====== MATERIAL PROVIDED ======
//! Built-in dispatch for OPA policy modules.
//!
//! A guest calls a built-in by numeric id through one of the
//! `opa_builtin0..4` imports. The runtime maps the id to a name and hands
//! the call to [`CompositeImports`], which resolves `"<name>.<arity>"` in
//! this order:
//!
//! 1. custom implementations registered through [`CustomBuiltins`]
//!    (collected once into an [`ImportsCache`])
//! 2. the `internal.print` and `trace` intrinsics
//! 3. the default library ([`DefaultImports`], or any [`OpaImports`])
//!
//! Arguments arrive as guest pointers wrapped in [`BuiltinArgs`] and are
//! only read from guest memory when an implementation asks for them.

pub mod args;
pub mod composite;
pub mod context;
pub mod defaults;
pub mod error;
pub mod imports;
pub mod registry;

pub use args::{ArgSource, BuiltinArgs};
pub use composite::CompositeImports;
pub use context::BuiltinContext;
pub use defaults::DefaultImports;
pub use error::{BuiltinError, BuiltinResult, BUILTIN_ERROR_CODE};
pub use imports::{OpaImports, Printer};
pub use registry::{BuiltinFn, CustomBuiltins, Declarations, ImportsCache, Registration};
======
**PROBLEM REQUIREMENTS**. Look through the data above and report every line in which "BuiltinArgs" appears.

**RESPONSE**.
//! Arguments arrive as guest pointers wrapped in [`BuiltinArgs`] and are
pub use args::{ArgSource, BuiltinArgs};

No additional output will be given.